**Data in this exercise**
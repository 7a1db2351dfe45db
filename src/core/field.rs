//! Field value types and per-kind value parsing

use chrono::{DateTime, FixedOffset};
use serde::{Deserialize, Serialize};
use std::cmp::Ordering;
use std::fmt;
use uuid::Uuid;

use crate::core::error::ValidationError;

/// A polymorphic field value that can hold different types
#[derive(Debug, Clone, Serialize, Deserialize, PartialEq)]
#[serde(untagged)]
pub enum FieldValue {
    String(String),
    Integer(i64),
    Decimal(f64),
    Boolean(bool),
    Uuid(Uuid),
    DateTime(DateTime<FixedOffset>),
    Null,
}

impl FieldValue {
    /// Get the value as a string if possible
    pub fn as_string(&self) -> Option<&str> {
        match self {
            FieldValue::String(s) => Some(s),
            _ => None,
        }
    }

    /// Get the value as an integer if possible
    pub fn as_integer(&self) -> Option<i64> {
        match self {
            FieldValue::Integer(i) => Some(*i),
            _ => None,
        }
    }

    /// Get the value as a UUID if possible
    pub fn as_uuid(&self) -> Option<Uuid> {
        match self {
            FieldValue::Uuid(u) => Some(*u),
            _ => None,
        }
    }

    /// Check if the value is null
    pub fn is_null(&self) -> bool {
        matches!(self, FieldValue::Null)
    }

    /// Total order used by sorting
    ///
    /// Values of the same kind compare naturally (strings ordinally, date
    /// times by instant). `Null` sorts before everything else. Mismatched kinds
    /// never happen for a registered field, but are ordered by kind rank so the
    /// comparator stays total.
    pub fn total_cmp(&self, other: &FieldValue) -> Ordering {
        match (self, other) {
            (FieldValue::String(a), FieldValue::String(b)) => a.cmp(b),
            (FieldValue::Integer(a), FieldValue::Integer(b)) => a.cmp(b),
            (FieldValue::Decimal(a), FieldValue::Decimal(b)) => a.total_cmp(b),
            (FieldValue::Integer(a), FieldValue::Decimal(b)) => (*a as f64).total_cmp(b),
            (FieldValue::Decimal(a), FieldValue::Integer(b)) => a.total_cmp(&(*b as f64)),
            (FieldValue::Boolean(a), FieldValue::Boolean(b)) => a.cmp(b),
            (FieldValue::Uuid(a), FieldValue::Uuid(b)) => a.cmp(b),
            (FieldValue::DateTime(a), FieldValue::DateTime(b)) => a.cmp(b),
            (a, b) => a.rank().cmp(&b.rank()),
        }
    }

    /// Comparison used by range operators (`gt`, `ge`, `lt`, `le`)
    ///
    /// Returns `None` when either side is null or the kinds differ, in which
    /// case the range predicate does not match.
    pub fn partial_cmp_value(&self, other: &FieldValue) -> Option<Ordering> {
        match (self, other) {
            (FieldValue::Null, _) | (_, FieldValue::Null) => None,
            (a, b) if a.rank() == b.rank() || (a.is_numeric() && b.is_numeric()) => {
                Some(a.total_cmp(b))
            }
            _ => None,
        }
    }

    fn is_numeric(&self) -> bool {
        matches!(self, FieldValue::Integer(_) | FieldValue::Decimal(_))
    }

    fn rank(&self) -> u8 {
        match self {
            FieldValue::Null => 0,
            FieldValue::Boolean(_) => 1,
            FieldValue::Integer(_) | FieldValue::Decimal(_) => 2,
            FieldValue::DateTime(_) => 3,
            FieldValue::Uuid(_) => 4,
            FieldValue::String(_) => 5,
        }
    }
}

impl From<&str> for FieldValue {
    fn from(value: &str) -> Self {
        FieldValue::String(value.to_string())
    }
}

impl From<String> for FieldValue {
    fn from(value: String) -> Self {
        FieldValue::String(value)
    }
}

impl From<i64> for FieldValue {
    fn from(value: i64) -> Self {
        FieldValue::Integer(value)
    }
}

impl From<f64> for FieldValue {
    fn from(value: f64) -> Self {
        FieldValue::Decimal(value)
    }
}

impl From<bool> for FieldValue {
    fn from(value: bool) -> Self {
        FieldValue::Boolean(value)
    }
}

impl From<Uuid> for FieldValue {
    fn from(value: Uuid) -> Self {
        FieldValue::Uuid(value)
    }
}

impl From<DateTime<FixedOffset>> for FieldValue {
    fn from(value: DateTime<FixedOffset>) -> Self {
        FieldValue::DateTime(value)
    }
}

impl<T: Into<FieldValue>> From<Option<T>> for FieldValue {
    fn from(value: Option<T>) -> Self {
        value.map(Into::into).unwrap_or(FieldValue::Null)
    }
}

/// The kind of value a searchable field holds
///
/// The kind selects both the parser applied to raw filter values and the set
/// of operators the field supports.
#[derive(Debug, Clone, Copy, PartialEq, Eq, Hash, Serialize, Deserialize)]
#[serde(rename_all = "camelCase")]
pub enum ValueKind {
    String,
    Integer,
    Decimal,
    Boolean,
    DateTimeOffset,
    Uuid,
}

impl ValueKind {
    /// Parse a raw filter value into this kind's native representation
    ///
    /// Parsing is strict: surrounding whitespace is the only thing tolerated.
    /// Date times must carry an explicit offset; a timestamp without one is
    /// ambiguous and rejected.
    pub fn parse(self, field: &str, raw: &str) -> Result<FieldValue, ValidationError> {
        let trimmed = raw.trim();
        let invalid = || ValidationError::InvalidValue {
            field: field.to_string(),
            kind: self.to_string(),
            value: raw.to_string(),
        };

        match self {
            ValueKind::String => Ok(FieldValue::String(trimmed.to_string())),
            ValueKind::Integer => trimmed
                .parse::<i64>()
                .map(FieldValue::Integer)
                .map_err(|_| invalid()),
            ValueKind::Decimal => match trimmed.parse::<f64>() {
                Ok(n) if n.is_finite() => Ok(FieldValue::Decimal(n)),
                _ => Err(invalid()),
            },
            ValueKind::Boolean => {
                if trimmed.eq_ignore_ascii_case("true") {
                    Ok(FieldValue::Boolean(true))
                } else if trimmed.eq_ignore_ascii_case("false") {
                    Ok(FieldValue::Boolean(false))
                } else {
                    Err(invalid())
                }
            }
            ValueKind::DateTimeOffset => DateTime::parse_from_rfc3339(trimmed)
                .map(FieldValue::DateTime)
                .map_err(|_| invalid()),
            ValueKind::Uuid => Uuid::parse_str(trimmed)
                .map(FieldValue::Uuid)
                .map_err(|_| invalid()),
        }
    }

    /// Form field type advertised to clients
    pub fn form_type(self) -> &'static str {
        match self {
            ValueKind::String | ValueKind::Uuid => "string",
            ValueKind::Integer => "integer",
            ValueKind::Decimal => "number",
            ValueKind::Boolean => "boolean",
            ValueKind::DateTimeOffset => "datetime",
        }
    }
}

impl fmt::Display for ValueKind {
    fn fmt(&self, f: &mut fmt::Formatter<'_>) -> fmt::Result {
        let name = match self {
            ValueKind::String => "string",
            ValueKind::Integer => "integer",
            ValueKind::Decimal => "decimal",
            ValueKind::Boolean => "boolean",
            ValueKind::DateTimeOffset => "date-time",
            ValueKind::Uuid => "uuid",
        };
        f.write_str(name)
    }
}

#[cfg(test)]
mod tests {
    use super::*;

    #[test]
    fn test_field_value_string() {
        let value = FieldValue::String("test".to_string());
        assert_eq!(value.as_string(), Some("test"));
        assert_eq!(value.as_integer(), None);
        assert!(!value.is_null());
    }

    #[test]
    fn test_field_value_from_option() {
        let none: Option<i64> = None;
        assert!(FieldValue::from(none).is_null());
        assert_eq!(FieldValue::from(Some(4_i64)), FieldValue::Integer(4));
    }

    #[test]
    fn test_parse_string_passes_through() {
        let value = ValueKind::String.parse("tenantName", " WASHINGTON ").unwrap();
        assert_eq!(value, FieldValue::String("WASHINGTON".to_string()));
    }

    #[test]
    fn test_parse_integer_is_strict() {
        assert_eq!(
            ValueKind::Integer.parse("age", "42").unwrap(),
            FieldValue::Integer(42)
        );
        assert!(ValueKind::Integer.parse("age", "42abc").is_err());
        assert!(ValueKind::Integer.parse("age", "4.2").is_err());
        assert!(ValueKind::Integer.parse("age", "").is_err());
    }

    #[test]
    fn test_parse_decimal_rejects_non_finite() {
        assert_eq!(
            ValueKind::Decimal.parse("score", "2.5").unwrap(),
            FieldValue::Decimal(2.5)
        );
        assert!(ValueKind::Decimal.parse("score", "NaN").is_err());
        assert!(ValueKind::Decimal.parse("score", "inf").is_err());
    }

    #[test]
    fn test_parse_boolean() {
        assert_eq!(
            ValueKind::Boolean.parse("active", "TRUE").unwrap(),
            FieldValue::Boolean(true)
        );
        assert_eq!(
            ValueKind::Boolean.parse("active", "false").unwrap(),
            FieldValue::Boolean(false)
        );
        assert!(ValueKind::Boolean.parse("active", "yes").is_err());
        assert!(ValueKind::Boolean.parse("active", "1").is_err());
    }

    #[test]
    fn test_parse_datetime_requires_offset() {
        let parsed = ValueKind::DateTimeOffset
            .parse("createdAt", "2024-03-01T10:00:00+02:00")
            .unwrap();
        assert!(matches!(parsed, FieldValue::DateTime(_)));

        let err = ValueKind::DateTimeOffset
            .parse("createdAt", "2024-03-01T10:00:00")
            .unwrap_err();
        assert_eq!(
            err,
            ValidationError::InvalidValue {
                field: "createdAt".to_string(),
                kind: "date-time".to_string(),
                value: "2024-03-01T10:00:00".to_string(),
            }
        );
        assert!(ValueKind::DateTimeOffset.parse("createdAt", "03/01/2024").is_err());
    }

    #[test]
    fn test_parse_uuid() {
        let id = Uuid::new_v4();
        assert_eq!(
            ValueKind::Uuid.parse("id", &id.to_string()).unwrap(),
            FieldValue::Uuid(id)
        );
        assert!(ValueKind::Uuid.parse("id", "not-a-uuid").is_err());
    }

    #[test]
    fn test_total_cmp_orders_nulls_first() {
        let null = FieldValue::Null;
        let name = FieldValue::from("ADAMS");
        assert_eq!(null.total_cmp(&name), Ordering::Less);
        assert_eq!(name.total_cmp(&null), Ordering::Greater);
    }

    #[test]
    fn test_datetime_compares_by_instant() {
        let a = ValueKind::DateTimeOffset
            .parse("t", "2024-03-01T10:00:00+02:00")
            .unwrap();
        let b = ValueKind::DateTimeOffset
            .parse("t", "2024-03-01T08:00:00Z")
            .unwrap();
        assert_eq!(a.total_cmp(&b), Ordering::Equal);
    }

    #[test]
    fn test_range_comparison_skips_nulls_and_mismatches() {
        let five = FieldValue::Integer(5);
        assert_eq!(five.partial_cmp_value(&FieldValue::Null), None);
        assert_eq!(five.partial_cmp_value(&FieldValue::from("5")), None);
        assert_eq!(
            five.partial_cmp_value(&FieldValue::Decimal(4.5)),
            Some(Ordering::Greater)
        );
    }
}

**What the task asks**
Read through the entries above and copy each line that has the string "FixedOffset" in it.

**Written solution**
use chrono::{DateTime, FixedOffset};
    DateTime(DateTime<FixedOffset>),
impl From<DateTime<FixedOffset>> for FieldValue {
    fn from(value: DateTime<FixedOffset>) -> Self {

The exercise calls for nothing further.